The clinical differential diagnosis includes several various congenital and acquired disorders, which could be manifested by nasal masses. Nasal glioma should be differentiated from several common or important lesions, among which: 1) Nasal dermoids, which are epithelial-lined cavities or sinus tracts with variable numbers of skin appendages, including hair follicles, sebaceous glands, and eccrine glands. They constitute the most common congenital nasal anomaly. 2) Encephaloceles point to the herniation of neural tissue through defects in the skull. They may contain meninges (meningocele) or brain matter and meninges (encephalomeningocele), or they may communicate with a ventricle (encephalomeningocystocele). Encephaloceles have an etiology similar to that of gliomas. Twenty percents of all encephaloceles occur in the cranium. Of those, 15 % are nasal. 3) Hemangioma, which are the most frequent benign vascular tumors in infancy.9-11
The diagnosis is corroborated by CT scan, which shows a bony defect. MR imaging is obligatory in patients with suspected glioma to determine possible intracranial extension of the nasal cavity lesion and the brain.12, 13
The treatment of choice of nasal gliomas is complete surgical excision.1 Gliomas are benign but incomplete excision results in a 4 % to 10 % recurrence rate. The approach depends upon the location and extent of the lesion and levels of expertise available. When facilities are available, intranasal endoscopic surgery is considered most appropriate approach for the removal of intranasal glioma having no intracranial extension as this approach allows precise excision with minimal trauma to the surrounding tissues.9 If however intracranial extension is evident, than frontal craniotomy, multidisciplinary team approach may be required in specialized neurosurgical or craniofacial centers to ensure complete and safe excision of the lesions.10
Nasal gliomas are rare congenital anomalies.

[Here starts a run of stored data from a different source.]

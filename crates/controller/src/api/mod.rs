mod handlers;
mod server;

pub use server::{bind, router, serve};
mod loader;
mod schema;

pub use loader::{load_from_file, load_from_str, validate, LoadError};
pub use schema::ControllerConfig;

It is mandatory to rule out intracranial extension by cross-sectional imaging, preferably by MRI before performing any invasive procedure. Conservative surgical excision is the mainstay of the management of an extranasal glioma, as it is slow-growing, rarely recurrent, and has no malignant potential.
Conflict of Interest
The authors declare that they have no conflicts of interest. The authors alone are responsible for the content and writing of the paper.